Война всколыхнула петербургскую интеллигенцию, обострила политические интересы, обострив в то же время борьбу партий внутри. Либералы резко стали за войну, – и тем самым в какой-то мере за поддержку самодержавного правительства. Знаменитый "думский блок" был попыткой объединения левых либералов (ка-де) с более правыми – ради войны.
Другая часть интеллигенции была против войны, – более или менее; тут народилось бесчисленное множество оттенков. Для нас, не чистых политиков, людей не ослепленных сложностью внутренних нитей, для нас, не потерявших еще человеческого здравого смысла, – одно было ясно: война для России, при ее современном политическом положении, не может окончиться естественно; раньше конца ее – будет революция. Это предчувствие, – более, это знание, разделяли с нами многие.
"...Будет, да, несомненно, – писала я в 16-ом году. – Но что будет? Она, революция настоящая, нужная, верная, или безликое стихийное Оно, крах, – что будет? Если бы все мы с ясностью видели, что грозные события близко, при дверях, если бы все мы одинаково понимали, были готовы встретить их... может быть, они стали бы не крахом, а спасением нашим..." Но грозы этой не видали "реальные политики", те именно, которые во время войны одни что-то делали в Думе, как-то все-таки направляли курс – либералы. Во всяком случае они стояли за правительством; здание трещит, казалось нам, – и не должны ли они первые, своими руками, помочь разрушению того, что обречено разрушиться, чтобы сохранить нужное, чтобы не обвалилось все здание и не похоронило нас под обломками!

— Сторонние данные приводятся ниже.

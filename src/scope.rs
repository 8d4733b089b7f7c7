use std::str;
use std::thread;
use std::time::Duration;

use byteorder::{ByteOrder, LittleEndian};
use serde::{Deserialize, Serialize};

use crate::config::{AcquisitionConfig, SampleEncoding};
use crate::error::{Error, Result};
use crate::instrument::InstrumentChannel;
use crate::trs::Samples;

#[derive(Debug, Clone, Copy, PartialEq, Eq)]
pub enum ScopeState {
	Disconnected,
	Connected,
	Configured,
	Armed,
}

#[derive(Debug, Clone, Copy, PartialEq, Eq, Serialize, Deserialize)]
pub struct PollPolicy {
	pub attempts: u32,
	pub interval_ms: u64,
}

impl Default for PollPolicy {
	fn default() -> Self {
		PollPolicy { attempts: 10, interval_ms: 500 }
	}
}

impl PollPolicy {
	pub fn interval(&self) -> Duration {
		Duration::from_millis(self.interval_ms)
	}
}

pub trait Oscilloscope {
	fn configure(&mut self, config:&AcquisitionConfig) -> Result<()>;

	fn arm(&mut self) -> Result<()>;

	fn trigger_stopped(&mut self) -> Result<bool>;

	fn read_waveform(&mut self, sample_count:usize, encoding:SampleEncoding, channel:&str) -> Result<Samples>;

	fn state(&self) -> ScopeState;

	fn close(&mut self) -> Result<()>;

	// Sleeps between attempts, not after the last one
	fn poll_trigger_complete(&mut self, policy:&PollPolicy) -> Result<bool> {
		for attempt in 1..=policy.attempts {
			if self.trigger_stopped()? {
				log::debug!("scope: trigger complete after {} poll(s)", attempt);
				return Ok(true);
			}
			if attempt < policy.attempts {
				thread::sleep(policy.interval());
			}
		}
		log::warn!("scope: trigger not complete after {} polls", policy.attempts);
		Ok(false)
	}
}

impl<S: Oscilloscope + ?Sized> Oscilloscope for Box<S> {
	fn configure(&mut self, config:&AcquisitionConfig) -> Result<()> { (**self).configure(config) }
	fn arm(&mut self) -> Result<()> { (**self).arm() }
	fn trigger_stopped(&mut self) -> Result<bool> { (**self).trigger_stopped() }
	fn read_waveform(&mut self, sample_count:usize, encoding:SampleEncoding, channel:&str) -> Result<Samples> {
		(**self).read_waveform(sample_count, encoding, channel)
	}
	fn state(&self) -> ScopeState { (**self).state() }
	fn close(&mut self) -> Result<()> { (**self).close() }
	fn poll_trigger_complete(&mut self, policy:&PollPolicy) -> Result<bool> { (**self).poll_trigger_complete(policy) }
}

pub struct InstrumentSession<C: InstrumentChannel> {
	channel: Option<C>,
	state: ScopeState,
}

impl<C: InstrumentChannel> InstrumentSession<C> {
	pub fn new(channel:C) -> Self {
		InstrumentSession { channel: Some(channel), state: ScopeState::Connected }
	}

	pub fn state(&self) -> ScopeState {
		self.state
	}

	pub fn set_state(&mut self, state:ScopeState) {
		if self.state != state {
			log::debug!("scope: {:?} -> {:?}", self.state, state);
			self.state = state;
		}
	}

	pub fn channel(&mut self) -> Result<&mut C> {
		self.channel.as_mut().ok_or(Error::SessionClosed("instrument"))
	}

	pub fn require(&self, operation:&str, allowed:&[ScopeState]) -> Result<()> {
		if allowed.contains(&self.state) {
			Ok(())
		} else if self.state == ScopeState::Disconnected {
			Err(Error::SessionClosed("instrument"))
		} else {
			Err(Error::Instrument(format!("cannot {} while {:?}", operation, self.state)))
		}
	}

	pub fn close(&mut self) -> Result<()> {
		self.state = ScopeState::Disconnected;
		match self.channel.take() {
			Some(mut channel) => channel.close(),
			None => Ok(()),
		}
	}
}

// IEEE 488.2 definite-length block: '#', one digit giving the width of the length field, the
// byte count, then the bytes. Anything before the '#' is a command echo such as `C1:WF DAT1,`
pub fn parse_definite_block(raw:&[u8]) -> Result<&[u8]> {
	let hash = raw.iter().position(|&b| b == b'#')
		.ok_or_else(|| Error::WaveformDecode("no block marker in response".to_owned()))?;

	let width = raw.get(hash + 1)
		.and_then(|b| (*b as char).to_digit(10))
		.ok_or_else(|| Error::WaveformDecode("block marker is not followed by a digit".to_owned()))? as usize;
	if width == 0 {
		return Err(Error::WaveformDecode("indefinite-length blocks are not supported".to_owned()));
	}

	let len_start = hash + 2;
	let len_field = raw.get(len_start..len_start + width)
		.ok_or_else(|| Error::WaveformDecode("block length field is truncated".to_owned()))?;
	let length:usize = str::from_utf8(len_field).ok()
		.and_then(|s| s.parse().ok())
		.ok_or_else(|| Error::WaveformDecode(format!("block length {:?} is not a decimal number", len_field)))?;

	let data_start = len_start + width;
	raw.get(data_start..data_start + length).ok_or_else(|| {
		Error::WaveformDecode(format!(
			"block declares {} bytes but only {} arrived",
			length,
			raw.len().saturating_sub(data_start)
		))
	})
}

pub fn decode_int16_samples(payload:&[u8], count:usize) -> Result<Vec<i16>> {
	let needed = count * 2;
	if payload.len() < needed {
		return Err(Error::WaveformDecode(format!(
			"expected {} samples, block holds {}",
			count,
			payload.len() / 2
		)));
	}
	let mut samples = vec![0i16; count];
	LittleEndian::read_i16_into(&payload[..needed], &mut samples);
	Ok(samples)
}

// Decodes `count` whitespace-separated values from a text waveform dump. The first line
// (the dump's header) is skipped and quote characters around the data are ignored
pub fn decode_float_text(raw:&[u8], count:usize) -> Result<Vec<f32>> {
	let text = str::from_utf8(raw)
		.map_err(|_| Error::WaveformDecode("text waveform is not UTF-8".to_owned()))?;
	let body = match text.find('\n') {
		Some(newline) => &text[newline + 1..],
		None => text,
	};

	let mut samples = Vec::with_capacity(count);
	for token in body.split_whitespace().map(|t| t.trim_matches('"')).filter(|t| !t.is_empty()) {
		if samples.len() == count {
			break;
		}
		match token.parse::<f32>() {
			Ok(value) => samples.push(value),
			Err(_) => break,
		}
	}

	if samples.len() != count {
		return Err(Error::WaveformDecode(format!("expected {} samples, text holds {}", count, samples.len())));
	}
	Ok(samples)
}

#[cfg(test)]
mod tests {
	use super::*;

	#[test]
	fn definite_block_skips_echo_and_trailer() {
		let raw = b"C1:WF DAT1,#14\x01\x00\x02\x00\n";
		assert_eq!(parse_definite_block(raw).unwrap(), &[1, 0, 2, 0]);
	}

	#[test]
	fn definite_block_with_wide_length_field() {
		let mut raw = b"#9000000006".to_vec();
		raw.extend_from_slice(&[1, 2, 3, 4, 5, 6, b'\n']);
		assert_eq!(parse_definite_block(&raw).unwrap(), &[1, 2, 3, 4, 5, 6]);
	}

	#[test]
	fn truncated_block_is_a_decode_error() {
		let err = parse_definite_block(b"#210\x01\x02").unwrap_err();
		assert!(matches!(err, Error::WaveformDecode(_)));
		assert!(matches!(parse_definite_block(b"no marker"), Err(Error::WaveformDecode(_))));
		assert!(matches!(parse_definite_block(b"#x12"), Err(Error::WaveformDecode(_))));
	}

	#[test]
	fn int16_samples_are_little_endian_and_exact() {
		let payload = [0x01, 0x00, 0xff, 0xff, 0x00, 0x80, 0x34, 0x12];
		assert_eq!(decode_int16_samples(&payload, 3).unwrap(), vec![1, -1, i16::MIN]);
		assert!(matches!(decode_int16_samples(&payload, 5), Err(Error::WaveformDecode(_))));
	}

	#[test]
	fn float_text_skips_header_line() {
		let raw = b"C1:INSP \"\n  1.5e-3  -2.0e-3 \n 4.0e-3 \"\n";
		assert_eq!(decode_float_text(raw, 3).unwrap(), vec![1.5e-3, -2.0e-3, 4.0e-3]);
		assert_eq!(decode_float_text(raw, 2).unwrap(), vec![1.5e-3, -2.0e-3]);
		assert!(matches!(decode_float_text(raw, 4), Err(Error::WaveformDecode(_))));
	}

	struct Countdown {
		remaining: u32,
		polls: u32,
	}

	impl Oscilloscope for Countdown {
		fn configure(&mut self, _:&AcquisitionConfig) -> Result<()> { Ok(()) }
		fn arm(&mut self) -> Result<()> { Ok(()) }
		fn trigger_stopped(&mut self) -> Result<bool> {
			self.polls += 1;
			if self.remaining == 0 {
				return Ok(true);
			}
			self.remaining -= 1;
			Ok(false)
		}
		fn read_waveform(&mut self, _:usize, _:SampleEncoding, _:&str) -> Result<Samples> {
			Ok(Samples::Int16(vec![]))
		}
		fn state(&self) -> ScopeState { ScopeState::Armed }
		fn close(&mut self) -> Result<()> { Ok(()) }
	}

	#[test]
	fn poll_stops_at_first_stopped_report() {
		let policy = PollPolicy { attempts: 10, interval_ms: 1 };
		let mut scope = Countdown { remaining: 4, polls: 0 };
		assert!(scope.poll_trigger_complete(&policy).unwrap());
		assert_eq!(scope.polls, 5);
	}

	#[test]
	fn poll_gives_up_after_budget() {
		let policy = PollPolicy { attempts: 10, interval_ms: 1 };
		let mut scope = Countdown { remaining: u32::MAX, polls: 0 };
		assert!(!scope.poll_trigger_complete(&policy).unwrap());
		assert_eq!(scope.polls, 10);
	}
}
use std::io::{self, Error, ErrorKind};

use crate::xdr::Packer;

pub fn pack_create_link_parms(packer:&mut Packer, id:i32, lock_device:bool, lock_timeout:u32, device:&str) -> io::Result<()> {
	if !device.is_ascii() {
		return Err(Error::new(ErrorKind::InvalidInput, "VXI-11 device names must be ASCII"));
	}
	packer.pack_i32(id)?;
	packer.pack_bool(lock_device)?;
	packer.pack_u32(lock_timeout)?;
	packer.pack_variable_len_opaque(device.as_bytes())
}

pub fn pack_device_write_parms(packer:&mut Packer, link:i32, timeout:u32, lock_timeout:u32, flags:i32, data:&[u8]) -> io::Result<()> {
	packer.pack_i32(link)?;
	packer.pack_u32(timeout)?;
	packer.pack_u32(lock_timeout)?;
	packer.pack_i32(flags)?;
	packer.pack_variable_len_opaque(data)
}

pub fn pack_device_read_parms(packer:&mut Packer, link:i32, request_size:u32, timeout:u32, lock_timeout:u32, flags:i32, term_char:i32) -> io::Result<()> {
	packer.pack_i32(link)?;
	packer.pack_u32(request_size)?;
	packer.pack_u32(timeout)?;
	packer.pack_u32(lock_timeout)?;
	packer.pack_i32(flags)?;
	packer.pack_i32(term_char)
}

pub fn pack_device_generic_parms(packer:&mut Packer, link:i32, flags:i32, lock_timeout:u32, timeout:u32) -> io::Result<()> {
	packer.pack_i32(link)?;
	packer.pack_i32(flags)?;
	packer.pack_u32(lock_timeout)?;
	packer.pack_u32(timeout)
}
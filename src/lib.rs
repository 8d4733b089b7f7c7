
// External data representation, a protocol for serializing data to be sent over the network
pub mod xdr;

// Remote procedure call, a protocol build on top of XDR to provide something like C-style function calls over the network
pub mod rpc;

// A protocol using RPC that's meant to communicate with instruments like oscilloscopes, power supplies, waveform generators, etc
pub mod vxi11;

// Text command channel to an instrument, currently carried over VXI-11
pub mod instrument;

// What an oscilloscope backend has to provide to the acquisition loop
pub mod scope;

// Oscilloscope backends
pub mod devices;

// Serial link to the device under test
pub mod device;

// Trace set files
pub mod trs;

// The acquisition loop tying scope, device and trace set together
pub mod acquisition;

pub mod config;
pub mod error;
pub mod utils;

pub use acquisition::{Acquisition, CancelFlag, RunSummary};
pub use config::{AcquisitionConfig, ExperimentConfig, SampleEncoding};
pub use error::{Error, Result};
pub use scope::{Oscilloscope, PollPolicy, ScopeState};
pub use trs::{Samples, TraceRecord, TraceSetReader, TraceStore};
use std::io::BufRead;
use std::sync::{Arc, Mutex};

use anyhow::{Context, Result};
use log::{error, info, warn};

use monitor_device::config::Config;
use monitor_device::connection::ServerConnection;
use monitor_device::device::Device;
use monitor_device::indicator::{Indicator, LogIndicator};
use monitor_device::operator::{OperatorCommand, HELP};
use monitor_device::sensor::BlinkingSensors;
use monitor_device::worker::{DeviceHandle, DeviceWorker};

fn main() -> Result<()> {
    env_logger::Builder::from_env(env_logger::Env::default().default_filter_or("info")).init();

    let config = Config::from_env()?;
    info!("Workstation {}", config.workstation_code);

    let connection = ServerConnection::connect(&config.connect_addr)
        .with_context(|| format!("cannot reach ledger at {}", config.connect_addr))?;
    let sensors = BlinkingSensors::start(config.sensors(), config.blink_interval)?;
    let mut device = Device::new(config.workstation_code.clone(), sensors, connection);

    // the LED only changes on transitions
    let indicator = Arc::new(Mutex::new(LogIndicator::default()));
    indicator
        .lock()
        .map_err(|_| anyhow::anyhow!("indicator lock poisoned"))?
        .show_state(device.workstation_state());
    let mut last_state = device.workstation_state();
    let led = indicator.clone();
    device.subscribe_state(move |state| {
        if *state != last_state {
            last_state = *state;
            if let Ok(mut led) = led.lock() {
                led.show_state(*state);
            }
        }
    });
    device.subscribe_num_workers(|n| info!("Workers: {n}"));
    device.subscribe_batch_name(|name| info!("Batch name: {name:?}"));
    device.subscribe_sensors(|sensors| {
        let active: Vec<&str> = sensors
            .iter()
            .filter(|s| s.active)
            .map(|s| s.name.as_str())
            .collect();
        info!("Active sensors: {active:?}");
    });

    let worker = DeviceWorker::spawn(device)?;
    println!("{HELP}");
    run_console(worker.handle())?;

    worker.shutdown();
    Ok(())
}

fn run_console(device: DeviceHandle) -> Result<()> {
    for line in std::io::stdin().lock().lines() {
        let line = line?;
        if line.trim().is_empty() {
            continue;
        }

        let command = match line.parse::<OperatorCommand>() {
            Ok(command) => command,
            Err(e) => {
                warn!("{e}");
                continue;
            }
        };

        let result = match command {
            OperatorCommand::Workers(n) => device.set_num_workers(n),
            OperatorCommand::Batch(code) => device.set_batch_code(&code),
            OperatorCommand::State => device.snapshot().map(|s| {
                println!(
                    "{} {} workers={} batch={:?} ({:?})",
                    s.workstation_code, s.state, s.num_workers, s.batch_code, s.batch_name
                );
                for sensor in s.sensors {
                    println!("  {} {}", sensor.name, if sensor.active { "on" } else { "off" });
                }
            }),
            OperatorCommand::Help => {
                println!("{HELP}");
                Ok(())
            }
        };

        if let Err(e) = result {
            error!("{e}");
            if let Some(server) = e.server_error() {
                for cause in &server.trace {
                    error!("  caused by: {cause}");
                }
            }
        }
    }

    info!("Console closed");
    Ok(())
}
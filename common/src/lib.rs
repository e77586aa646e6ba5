pub mod message;
pub mod wire;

Но либералы все правели, ожесточая крайние левые партии (у них была кое-какая связь с низами, хотя слабая, кажется), ожесточая даже и не самые крайние. Я помню, как однажды Керенский, говоря со мной по телефону после какой-то очень грубой ошибки думских лидеров, на мой горестный вопрос "что же теперь будет?" отвечал: "будет то, что начинается с а...", т.е. анархия; т.е. крах. "Оно".